Yang Fudong (杨福东; born 1971 in Beijing) is a Chinese contemporary artist. In the early 1990s, he began to work with film. He began creating films and videos using 35 mm film. Currently Yang directs films, creates photographs, and creates video installations.

Yang is known to explore themes that are historical, social, and political by juxtaposing contradictions between current social issues, with cultural norms.
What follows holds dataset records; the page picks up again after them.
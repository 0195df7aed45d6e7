//! Café product catalog.

use std::sync::Arc;

use rust_decimal::Decimal;
use tracing::info;
use uuid::Uuid;

use blacklight_core::error::AppError;
use blacklight_core::result::AppResult;
use blacklight_database::store::ProductStore;
use blacklight_entity::product::{CreateProduct, Product, ProductCategory, UpdateProduct};

use crate::context::RequestContext;

#[derive(Clone)]
pub struct ProductService {
    products: Arc<dyn ProductStore>,
}

impl ProductService {
    pub fn new(products: Arc<dyn ProductStore>) -> Self {
        Self { products }
    }

    pub async fn list(&self, category: Option<ProductCategory>) -> AppResult<Vec<Product>> {
        self.products.list(category).await
    }

    pub async fn get(&self, id: Uuid) -> AppResult<Product> {
        self.products
            .find_by_id(id)
            .await?
            .ok_or_else(|| AppError::not_found(format!("Product {id} not found")))
    }

    pub async fn create(&self, ctx: &RequestContext, mut data: CreateProduct) -> AppResult<Product> {
        let name = data.name.trim();
        if name.is_empty() {
            return Err(AppError::validation("Product name must not be empty"));
        }
        data.name = name.to_string();
        ensure_price(data.price)?;
        ensure_stock(data.stock)?;

        let product = self.products.create(&data).await?;
        info!(product_id = %product.id, name = %product.name, stock = product.stock, by = %ctx.user_id, "Product created");
        Ok(product)
    }

    /// Setting `stock` replaces the count outright; it is how admins restock.
    pub async fn update(
        &self,
        ctx: &RequestContext,
        id: Uuid,
        data: UpdateProduct,
    ) -> AppResult<Product> {
        if data.name.as_deref().is_some_and(|n| n.trim().is_empty()) {
            return Err(AppError::validation("Product name must not be empty"));
        }
        if let Some(price) = data.price {
            ensure_price(price)?;
        }
        if let Some(stock) = data.stock {
            ensure_stock(stock)?;
        }

        let product = self
            .products
            .update(id, &data)
            .await?
            .ok_or_else(|| AppError::not_found(format!("Product {id} not found")))?;
        info!(product_id = %id, stock = product.stock, by = %ctx.user_id, "Product updated");
        Ok(product)
    }

    pub async fn delete(&self, ctx: &RequestContext, id: Uuid) -> AppResult<()> {
        if !self.products.delete(id).await? {
            return Err(AppError::not_found(format!("Product {id} not found")));
        }
        info!(product_id = %id, by = %ctx.user_id, "Product deleted");
        Ok(())
    }
}

fn ensure_price(price: Decimal) -> AppResult<()> {
    if price < Decimal::ZERO {
        return Err(AppError::validation("Price must not be negative"));
    }
    Ok(())
}

fn ensure_stock(stock: i32) -> AppResult<()> {
    if stock < 0 {
        return Err(AppError::validation("Stock must not be negative"));
    }
    Ok(())
}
A fan of the abstract and fragmented storyline, he tends to create sequences that are long and suspended, with the use of black-and-white as a constant.
Yang's work has a nostalgic feel that incorporates the lyrical harmony of traditional handscrolls with the expressiveness of new wave cinema that is reminiscent of Jim Jarmusch, someone he admires.

 Yang Fudong's most popular works include: Seven Intellectuals in a Bamboo Forrest, The Fifth Night, the 17th Biennale of Sydney, East of Que Village, An Estranged Paradise, Backyard- Hey! Sun is Rising, and No Snow on the Broken Bridge.
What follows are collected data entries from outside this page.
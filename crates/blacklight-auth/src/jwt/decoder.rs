//! JWT token validation.

use jsonwebtoken::{Algorithm, DecodingKey, Validation, decode};

use blacklight_core::config::AuthConfig;
use blacklight_core::error::AppError;

use super::claims::Claims;

/// Verifies signature and expiry of access tokens.
#[derive(Clone)]
pub struct JwtDecoder {
    decoding_key: DecodingKey,
    validation: Validation,
}

impl std::fmt::Debug for JwtDecoder {
    fn fmt(&self, f: &mut std::fmt::Formatter<'_>) -> std::fmt::Result {
        f.debug_struct("JwtDecoder")
            .field("validation", &self.validation)
            .finish()
    }
}

impl JwtDecoder {
    pub fn new(config: &AuthConfig) -> Self {
        let mut validation = Validation::new(Algorithm::HS256);
        validation.validate_exp = true;
        validation.leeway = 5;

        Self {
            decoding_key: DecodingKey::from_secret(config.jwt_secret.as_bytes()),
            validation,
        }
    }

    /// Decode and validate an access token.
    pub fn decode(&self, token: &str) -> Result<Claims, AppError> {
        decode::<Claims>(token, &self.decoding_key, &self.validation)
            .map(|data| data.claims)
            .map_err(|e| match e.kind() {
                jsonwebtoken::errors::ErrorKind::ExpiredSignature => {
                    AppError::unauthorized("Token has expired")
                }
                jsonwebtoken::errors::ErrorKind::InvalidToken => {
                    AppError::unauthorized("Invalid token format")
                }
                jsonwebtoken::errors::ErrorKind::InvalidSignature => {
                    AppError::unauthorized("Invalid token signature")
                }
                _ => AppError::unauthorized(format!("Token validation failed: {e}")),
            })
    }
}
His work has been exhibited in China through avant-garde exhibitions in the late 1990s and has been consequently shown in many countries including solo presentations in Parasol Unit, London (2011); National Museum of Contemporary Art, Athens (2010); Asia Society, New York (2009); Kunsthalle Wien, Vienna (2005); Castello di Rivoli, Torino (2005); and the Renaissance Society, Chicago (2004). In 2013, Kunsthalle Zurich and Berkeley Art Museum & Pacific Film Archive co-organized his first retrospective exhibition. Recent exhibitions include Yang Fudong at the Wolverhampton Art Gallery, UK; Moving Mountains, OCAT Xi'an, China (both 2017) and Filmscapes, at ACMI, Melbourne (Australian Centre for the Moving Image) which traveled to the Auckland Art Gallery Toi o Tamaki, New Zealand (2015-2016). Yang Fudong has participated in prestigious international art events including the Sharjah Biennial, UAE (2013); Venice Biennale, Italy (2003 and 2007); The Asia Pacific Triennial of Contemporary Art, Australia (2006); Documenta XI, Germany (2002). He is represented by and regularly exhibits his work at Chinese contemporary art gallery ShanghART Gallery.

==Education==
Yang graduated in oil painting from China Academy of Fine Arts in Hangzhou in 1995.

==Works==

=== East of Que Village===
East of Que Village is a six-channel film with black and white color. It shows a wild pack of dogs looking to scavenge in a small northern Chinese town on the outskirts of Beijing. This small rural town seems to bring up memories of Yang's own childhood and his hometown. The town is empty and basically evacuated. Yang Fudong is trying to show how contemporary China has moved away from its traditions and from a certain part of life. Yang shows the dogs struggling to find food until they turn against each other just for survival. There is a small group of people the dogs come across which immediately makes the viewer feel the humans must also be struggling to survive in the same way the dogs are. Yang Fudong shows a strong question of whether or not the contemporary movement in China is helping the country or making them weaker. He relates this film to his own personal life as well as his own experiences. It shows the isolation and emptiness every human feels at one point in their life. This film has a couple of messages in it but it does not overload the viewer. Yang Fudong gives one overall message to the audience to create an experience from which they can grow. The whole experience is important. There are six screens all playing at the same time with different film going on them. The whole viewing area is overwhelmed with the sounds of barking and the sounds of people (from the film). Yang Fudong captures the audience with his interesting work and his simply conveyed themes.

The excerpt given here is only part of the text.